Hacker News new | ask | show | jobs
by ashraymalhotra 2876 days ago
Just curious, when online, I would expect Google Speech to text models to outperform most of the offline only models. I also believe for text to speech their wavenet models are one of the best available for developers?

https://cloud.google.com/speech-to-text/docs/streaming-recog...

1 comments

If you're looking into developing something, if I were you, I would look at three things.

1.) Form factor - it's amazing how much of this industry relies on either hearing aids or holding a mic/phone in someone's face.

2.) Quality of voice - I'm lucky. I am not "deaf", I just have trouble picking out voices at certain frequencies, or all voices if there's enough noise. Luckily, I don't have to speak with an electronic voice. If I did, I'd want a voice that sounds a little human and has some inflection. This is a tough problem, but if you can solve it, the Kurzweils of the world would be playing catch up.

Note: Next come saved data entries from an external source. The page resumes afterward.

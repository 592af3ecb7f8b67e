/*
 * Copyright (c) Meta Platforms, Inc. and affiliates.
 * All rights reserved.
 *
 * This source code is licensed under the BSD-style license found in the
 * LICENSE file in the root directory of this source tree.
 */

//! Hierarchical tuples: the tree structure underlying shapes, strides
//! and coordinates.
//!
//! A [`Tuple<T>`] is either a single value (a *leaf*) or an ordered
//! sequence of tuples (a *node*). Nodes may nest arbitrarily deep and
//! may have any arity, including zero:
//!
//! ```text
//! (2,(2,2))        node of [leaf 2, node of [leaf 2, leaf 2]]
//! 8                leaf 8
//! ()               empty node
//! ```
//!
//! Rust tuples, arrays and vectors convert into trees, so shapes can
//! be written as literals:
//!
//! ```
//! # use ndlayout::Shape;
//! let shape = Shape::from((2, (2, 2)));
//! assert_eq!(shape.rank(), 2);
//! assert_eq!(shape.depth(), 2);
//! assert_eq!(shape.size(), 8);
//! assert_eq!(shape.to_string(), "(_2,(_2,_2))");
//! ```

use std::fmt;

use enum_as_inner::EnumAsInner;
use serde::Deserialize;
use serde::Serialize;

use crate::int::Int;

/// A possibly-nested tuple with leaves of type `T`.
#[derive(Clone, Debug, PartialEq, Eq, Hash, Serialize, Deserialize, EnumAsInner)]
pub enum Tuple<T> {
    Leaf(T),
    Node(Vec<Tuple<T>>),
}

/// Extents of a layout, one leaf per (possibly nested) dimension.
pub type Shape = Tuple<Int>;

/// Per-leaf offset contributions, congruent to a [`Shape`].
pub type Stride = Tuple<Int>;

/// A coordinate into a layout. A coordinate may be congruent to the
/// shape (hierarchical), a single integer (linear), or anything in
/// between; see [`crate::coord`].
pub type Coord = Tuple<i64>;

impl<T> Tuple<T> {
    /// The arity of the outermost node; a leaf has rank 1.
    pub fn rank(&self) -> usize {
        match self {
            Tuple::Leaf(_) => 1,
            Tuple::Node(modes) => modes.len(),
        }
    }

    /// Nesting depth: 0 for a leaf, one more than the deepest child for
    /// a node.
    pub fn depth(&self) -> usize {
        match self {
            Tuple::Leaf(_) => 0,
            Tuple::Node(modes) => 1 + modes.iter().map(Tuple::depth).max().unwrap_or(0),
        }
    }

    /// The top-level modes. A leaf is its own single mode.
    pub fn modes(&self) -> &[Tuple<T>] {
        match self {
            Tuple::Leaf(_) => std::slice::from_ref(self),
            Tuple::Node(modes) => modes,
        }
    }

    /// The `i`-th top-level mode.
    pub fn get(&self, i: usize) -> Option<&Tuple<T>> {
        self.modes().get(i)
    }

    /// Leaves in left-to-right order.
    pub fn leaves(&self) -> Leaves<'_, T> {
        Leaves { stack: vec![self] }
    }

    /// Apply `f` to every leaf, keeping the tree structure.
    pub fn map<U>(&self, mut f: impl FnMut(&T) -> U) -> Tuple<U> {
        self.map_ref(&mut f)
    }

    fn map_ref<U>(&self, f: &mut impl FnMut(&T) -> U) -> Tuple<U> {
        match self {
            Tuple::Leaf(v) => Tuple::Leaf(f(v)),
            Tuple::Node(modes) => Tuple::Node(modes.iter().map(|m| m.map_ref(f)).collect()),
        }
    }

    /// Whether `self` and `other` have the same tree structure: same
    /// arity at every node, leaves in the same places.
    pub fn is_congruent<U>(&self, other: &Tuple<U>) -> bool {
        match (self, other) {
            (Tuple::Leaf(_), Tuple::Leaf(_)) => true,
            (Tuple::Node(a), Tuple::Node(b)) => {
                a.len() == b.len() && a.iter().zip(b).all(|(x, y)| x.is_congruent(y))
            }
            _ => false,
        }
    }

    /// Wrap `self` as the single mode of a new node.
    pub fn wrap(self) -> Tuple<T> {
        Tuple::Node(vec![self])
    }
}

impl<T: Clone> Tuple<T> {
    /// The leaves as a flat node of leaves. A leaf stays a leaf.
    pub fn flatten(&self) -> Tuple<T> {
        match self {
            Tuple::Leaf(_) => self.clone(),
            Tuple::Node(_) => Tuple::Node(self.leaves().cloned().map(Tuple::Leaf).collect()),
        }
    }

    /// Rebuild a tree with the structure of `profile` whose leaves are
    /// taken from `values` in order. Returns `None` if the number of
    /// values does not match the number of leaves in `profile`.
    pub fn unflatten<U>(values: &[T], profile: &Tuple<U>) -> Option<Tuple<T>> {
        let mut iter = values.iter().cloned();
        let tree = Self::unflatten_from(&mut iter, profile)?;
        iter.next().is_none().then_some(tree)
    }

    fn unflatten_from<U>(values: &mut impl Iterator<Item = T>, profile: &Tuple<U>) -> Option<Self> {
        match profile {
            Tuple::Leaf(_) => values.next().map(Tuple::Leaf),
            Tuple::Node(modes) => modes
                .iter()
                .map(|m| Self::unflatten_from(values, m))
                .collect::<Option<Vec<_>>>()
                .map(Tuple::Node),
        }
    }
}

impl Tuple<Int> {
    /// The product of all leaves; `1` for an empty node.
    pub fn size(&self) -> Int {
        self.leaves().copied().product()
    }

    /// Compact strides in colexicographic order: the leftmost leaf
    /// varies fastest.
    pub fn compact_col_major(&self) -> Stride {
        let mut current = Int::Static(1);
        self.map(|&extent| {
            let stride = current;
            current = current * extent;
            stride
        })
    }

    /// Compact strides in lexicographic order: the rightmost leaf
    /// varies fastest.
    pub fn compact_row_major(&self) -> Stride {
        let extents: Vec<Int> = self.leaves().copied().collect();
        let mut strides = vec![Int::Static(1); extents.len()];
        let mut current = Int::Static(1);
        for (stride, &extent) in strides.iter_mut().zip(&extents).rev() {
            *stride = current;
            current = current * extent;
        }
        // Same leaf count as `self` by construction.
        Tuple::unflatten(&strides, self).unwrap_or_else(|| self.compact_col_major())
    }

    /// Whether every leaf is statically known.
    pub fn is_static(&self) -> bool {
        self.leaves().all(|v| v.is_static())
    }
}

/// Depth-first, left-to-right iterator over the leaves of a
/// [`Tuple`].
pub struct Leaves<'a, T> {
    stack: Vec<&'a Tuple<T>>,
}

impl<'a, T> Iterator for Leaves<'a, T> {
    type Item = &'a T;

    fn next(&mut self) -> Option<&'a T> {
        while let Some(top) = self.stack.pop() {
            match top {
                Tuple::Leaf(v) => return Some(v),
                Tuple::Node(modes) => self.stack.extend(modes.iter().rev()),
            }
        }
        None
    }
}

impl<T: fmt::Display> fmt::Display for Tuple<T> {
    fn fmt(&self, f: &mut fmt::Formatter<'_>) -> fmt::Result {
        match self {
            Tuple::Leaf(v) => write!(f, "{}", v),
            Tuple::Node(modes) => {
                write!(f, "(")?;
                for (i, mode) in modes.iter().enumerate() {
                    if i > 0 {
                        write!(f, ",")?;
                    }
                    write!(f, "{}", mode)?;
                }
                write!(f, ")")
            }
        }
    }
}

macro_rules! impl_leaf_from {
    ($target:ty => $($source:ty),+) => {
        $(
            impl From<$source> for Tuple<$target> {
                fn from(value: $source) -> Self {
                    Tuple::Leaf(<$target>::from(value))
                }
            }
        )+
    };
}

impl_leaf_from!(Int => Int, i64, i32, usize);

impl From<i64> for Coord {
    fn from(value: i64) -> Self {
        Tuple::Leaf(value)
    }
}

impl From<i32> for Coord {
    fn from(value: i32) -> Self {
        Tuple::Leaf(value.into())
    }
}

impl From<usize> for Coord {
    fn from(value: usize) -> Self {
        Tuple::Leaf(value as i64)
    }
}

macro_rules! impl_tuple_from {
    ($($name:ident),+) => {
        impl<T, $($name),+> From<($($name,)+)> for Tuple<T>
        where
            $($name: Into<Tuple<T>>),+
        {
            #[allow(non_snake_case)]
            fn from(($($name,)+): ($($name,)+)) -> Self {
                Tuple::Node(vec![$($name.into()),+])
            }
        }
    };
}

impl_tuple_from!(A, B);
impl_tuple_from!(A, B, C);
impl_tuple_from!(A, B, C, D);

impl<T> From<()> for Tuple<T> {
    fn from(_: ()) -> Self {
        Tuple::Node(Vec::new())
    }
}

impl<T, E: Into<Tuple<T>>, const N: usize> From<[E; N]> for Tuple<T> {
    fn from(values: [E; N]) -> Self {
        Tuple::Node(values.into_iter().map(Into::into).collect())
    }
}

impl<T, E: Into<Tuple<T>>> From<Vec<E>> for Tuple<T> {
    fn from(values: Vec<E>) -> Self {
        Tuple::Node(values.into_iter().map(Into::into).collect())
    }
}

#[allow(dead_code)]
const _: () = {
    fn assert<T: Send + Sync + 'static>() {}
    let _ = assert::<Shape>;
    let _ = assert::<Coord>;
};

3.) Targeting - I damaged my hearing when I was young, addicted to very very loud music (especially live) and not particularly bright. I'm in my forties and still not particularly comfortable using assistive technology. If I were a teen, I'd be fucking mortified to use any of these. Fuck, I could have easily failed high school because of that. I can't escape the feeling that there's a market for people like me. I would love an audiologist's office with tattoos and Bad Religion. If that feeling came to an assistive device, I'd be a customer.

Of course, I'm a weirdo and it's not always the best idea to start a company to cater to a weirdo!! :)